Observational History
As one of the brightest stars in the sky, Arcturus has been significant to observers since antiquity. In Mesopotamia, it was linked to the god Enlil, and also known as Shudun, "yoke", or SHU-PA of unknown derivation in the Three Stars Each Babylonian star catalogues and later MUL.APIN around 1100 BC.
Ptolemy described Arcturus as subrufa "slightly red", and it has a B-V color index of +1.23, roughly midway between Pollux (B-V +1.00) and Aldebaran (B-V +1.54).

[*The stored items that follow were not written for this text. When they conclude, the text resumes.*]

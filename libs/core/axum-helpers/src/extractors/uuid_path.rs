//! UUID path parameter extractor with automatic validation.

use crate::errors::{AppError, ErrorCode};
use axum::{
    extract::{FromRequestParts, Path},
    http::request::Parts,
    response::{IntoResponse, Response},
};
use uuid::Uuid;

/// Extractor for a single UUID path parameter.
///
/// A malformed id is rejected with `400 INVALID_UUID` before the handler runs.
///
/// ```ignore
/// async fn get_event(UuidPath(id): UuidPath) -> String {
///     id.to_string()
/// }
///
/// let app = Router::new().route("/events/{id}", get(get_event));
/// ```
pub struct UuidPath(pub Uuid);

impl<S> FromRequestParts<S> for UuidPath
where
    S: Send + Sync,
{
    type Rejection = Response;

    async fn from_request_parts(parts: &mut Parts, state: &S) -> Result<Self, Self::Rejection> {
        let Path(id) = Path::<String>::from_request_parts(parts, state)
            .await
            .map_err(|e| e.into_response())?;

        Uuid::parse_str(&id).map(UuidPath).map_err(|e| {
            tracing::debug!(error_code = ErrorCode::InvalidUuid.code(), %id, "rejecting path id");
            AppError::UuidError(e).into_response()
        })
    }
}
//! JWT configuration loaded through `core_config::FromEnv`.

use core_config::{ConfigError, FromEnv, env_parse_or, env_required};

/// Default token lifetime in seconds (one hour).
pub const DEFAULT_TOKEN_TTL_SECS: i64 = 3600;

/// JWT authentication configuration.
///
/// Loaded from environment variables:
/// - `JWT_SECRET` (required): at least 32 characters
/// - `JWT_TTL_SECS` (optional): token lifetime, defaults to 3600
#[derive(Clone)]
pub struct JwtConfig {
    /// HMAC signing secret (minimum 32 characters)
    pub secret: String,
    /// Lifetime of issued tokens in seconds
    pub ttl_secs: i64,
}

impl JwtConfig {
    /// Create a config with the default lifetime.
    ///
    /// # Panics
    /// Panics if the secret is less than 32 characters.
    pub fn new(secret: impl Into<String>) -> Self {
        let secret = secret.into();
        assert!(
            secret.len() >= 32,
            "JWT secret must be at least 32 characters"
        );
        Self {
            secret,
            ttl_secs: DEFAULT_TOKEN_TTL_SECS,
        }
    }

    pub fn with_ttl_secs(mut self, ttl_secs: i64) -> Self {
        self.ttl_secs = ttl_secs;
        self
    }
}

impl std::fmt::Debug for JwtConfig {
    fn fmt(&self, f: &mut std::fmt::Formatter<'_>) -> std::fmt::Result {
        f.debug_struct("JwtConfig")
            .field("secret", &"<redacted>")
            .field("ttl_secs", &self.ttl_secs)
            .finish()
    }
}

impl FromEnv for JwtConfig {
    fn from_env() -> Result<Self, ConfigError> {
        let secret = env_required("JWT_SECRET")?;

        if secret.len() < 32 {
            return Err(ConfigError::ParseError {
                key: "JWT_SECRET".to_string(),
                details: format!(
                    "must be at least 32 characters (got {}). Generate one with: openssl rand -base64 32",
                    secret.len()
                ),
            });
        }

        let ttl_secs = env_parse_or("JWT_TTL_SECS", DEFAULT_TOKEN_TTL_SECS)?;
        if ttl_secs <= 0 {
            return Err(ConfigError::ParseError {
                key: "JWT_TTL_SECS".to_string(),
                details: "must be a positive number of seconds".to_string(),
            });
        }

        Ok(Self { secret, ttl_secs })
    }
}
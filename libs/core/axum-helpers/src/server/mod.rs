//! Server infrastructure: documented router, health endpoints and graceful
//! shutdown.
//!
//! ```ignore
//! use axum_helpers::server::{create_production_app, create_router, health_router};
//! use core_config::app_info;
//!
//! let router = create_router::<ApiDoc>(api_routes)?.merge(health_router(app_info!()));
//! create_production_app(router, &config.server, Duration::from_secs(30), cleanup).await?;
//! ```

pub mod app;
pub mod health;
pub mod shutdown;

pub use app::{create_production_app, create_router, create_router_with_cors};
pub use health::{HealthCheckFuture, HealthResponse, health_router, run_health_checks};
pub use shutdown::ShutdownCoordinator;
use axum::{
    http::StatusCode,
    response::{IntoResponse, Response},
    Json,
};

use super::{ErrorCode, ErrorResponse};

/// Fallback handler for unmatched routes.
pub async fn not_found() -> Response {
    let body = Json(ErrorResponse::new(
        ErrorCode::NotFound,
        "The requested resource was not found",
    ));

    (StatusCode::NOT_FOUND, body).into_response()
}
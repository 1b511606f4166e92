//! Events Domain
//!
//! Calendar events with recurring-series scoping.
//!
//! A recurring event shares a series key with every occurrence created from
//! the same definition. Updates and deletes name a [`MutationScope`]:
//!
//! | Scope | Selects |
//! |---|---|
//! | `thisEvent` | the target only |
//! | `thisAndFollowing` | same series, `startTime >= target.startTime` |
//! | `allEvents` | the whole series |
//!
//! Only the creator may mutate. Creators and participants may read.
//!
//! ```ignore
//! let repository = MongoEventRepository::new(&db);
//! repository.create_indexes().await?;
//! let events = domain_events::router(EventService::new(repository))
//!     .layer(middleware::from_fn_with_state(jwt, jwt_auth_middleware));
//! ```

pub mod authz;
mod error;
mod handlers;
mod models;
mod mongodb;
mod repository;
pub mod scope;
mod series;
mod service;

pub use error::{EventError, Result};
pub use handlers::{ApiDoc, router};
pub use models::{
    Caller, CreateEvent, DeleteEventRequest, Event, EventCreatedResponse, EventListResponse,
    EventPatch, MutationOutcome, NewEvent, Recurrence, RecurrenceInput, RecurrenceType,
    UpdateEvent, normalize_participants,
};
pub use self::mongodb::{EVENTS_COLLECTION, MongoEventRepository};
pub use repository::EventRepository;
pub use scope::{Mutation, MutationScope, Selection};
pub use series::SeriesId;
pub use service::EventService;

Prehistoric Polynesian navigators knew Arcturus as Hōkūleʻa, the "Star of Joy". Arcturus is the zenith star of the Hawaiian Islands. Using Hōkūleʻa and other stars, the Polynesians launched their double-hulled canoes from Tahiti and the Marquesas Islands. Traveling east and north they eventually crossed the equator and reached the latitude at which Arcturus would appear directly overhead in the summer night sky. Knowing they had arrived at the exact latitude of the island chain, they sailed due west on the trade winds to landfall. If Hōkūleʻa could be kept directly overhead, they landed on the southeastern shores of the Big Island of Hawaiʻi. For a return trip to Tahiti the navigators could use Sirius, the zenith star of that island. Since 1976, the Polynesian Voyaging Society's Hōkūle‘a has crossed the Pacific Ocean many times under navigators who have incorporated this wayfinding technique in their non-instrument navigation.
The French mathematician and astronomer Jean-Baptiste Morin observed Arcturus in the daytime with a telescope (a first for any star other than the sun) in 1635, and has been seen at or just before sunset with the naked eye.
According to the Hipparcos satellite, Arcturus is 36.7 light years (11.3 parsecs) from Earth, relatively close in astronomical terms.